Wir erklären die Party für beendet, komplimentieren Deutschlands Zukunft unter Protest des Gastgebers hinaus und verteilen freigebig Platzverweise. Offensichtlich sind wir den Jungs aber derart sympathisch, daß sie gar nicht daran denken, sich nach Hause zu verdrücken, sondern trotz Minusgraden in einiger Entfernung um das Haus herumlungern und uns von Zeit zu Zeit mit verbalen Bekundungen ihrer Zuneigung bedenken.

Nun reicht es mir und ich biete eine Übernachtung bei uns an. Murrend macht sich die wandelnde Sozialsystembelastung auf die Socken, wobei sie ein freundliches Geleit durch einige Kollegen erhalten. Doch kaum haben wir uns entfernt, um unser Batmobil zu holen, entscheidet man sich spontan, mein zuvorkommendes Angebot doch anzunehmen, indem man den Kollegen ein freundschaftliches Rugbymatch aufnötigt.

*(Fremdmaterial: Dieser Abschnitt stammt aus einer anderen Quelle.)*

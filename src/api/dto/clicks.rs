//! DTOs for click event data.

use chrono::{DateTime, Utc};
use serde::Serialize;

use crate::domain::entities::ClickEvent;

/// Individual click event information.
#[derive(Debug, Serialize)]
pub struct ClickInfo {
    pub clicked_at: DateTime<Utc>,
    pub user_agent: String,
    pub referrer: String,
}

impl From<ClickEvent> for ClickInfo {
    fn from(click: ClickEvent) -> Self {
        Self {
            clicked_at: click.timestamp,
            user_agent: click.user_agent,
            referrer: click.referrer,
        }
    }
}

Anscheinend hat man dabei aber vergessen, daß die Regeln des International Rugby Board kein Pfefferspray zulassen. Macht aber nichts, denn der mißglücktes Versuch, gleichzeitig volltrunken auf dem Fahrrad zu fahren und eine Kollegin einzusprühen, erntet dem Ausnahmesportler intimen Kontakt mit dem Diensthund, während sein Teamkamerad nach einem ziemlich mißglückten Tackleversuch unter drei wohlgenährten Schutzleuten begraben wird. Zwei Blutprobenentnahmen und Ingewahrsamnahmen später darf ich mich hinsetzen und zwei Stunden damit zubringen, den Papierkram zu sortieren.

Liebe Leute, wenn ihr so wild darauf seid, eine Nacht in einem nach Urin und Desinfektionsmittel stinkenden Keller zuzubringen und dafür einen nicht ganz geringen Anteil eures Hartz-IV-Geldes per Polizeikostenrechnung abzudrücken, entscheidet euch doch nächstes Mal bitte etwas schneller. Wir hätten nämlich durchaus bessere Verwendung für die Stunden, die wir damit zugebracht haben, mit euch Ringelpiez mit Anfassen zwischen den Sozialblöcken zu spielen. Zum Beispiel könnten wir etwas für die Leute tun, die tatsächlich Steuern zahlen, anstatt uns mit schwachsinnigen, fruchtlosen und vollkommen sinnfreien Sachverhalten wie eurem herumzuärgern.

Obwohl... womöglich führt die Kostenrechnung und Geldstrafe ja in letzter Konsequenz dazu, daß ihr wegen Nichtzahlung in Erzwingungshaft geht. Das hätte zumindest den Vorteil, daß der Rest der Welt wenigstens für eine gewisse Zeit von euch verschont bleibt.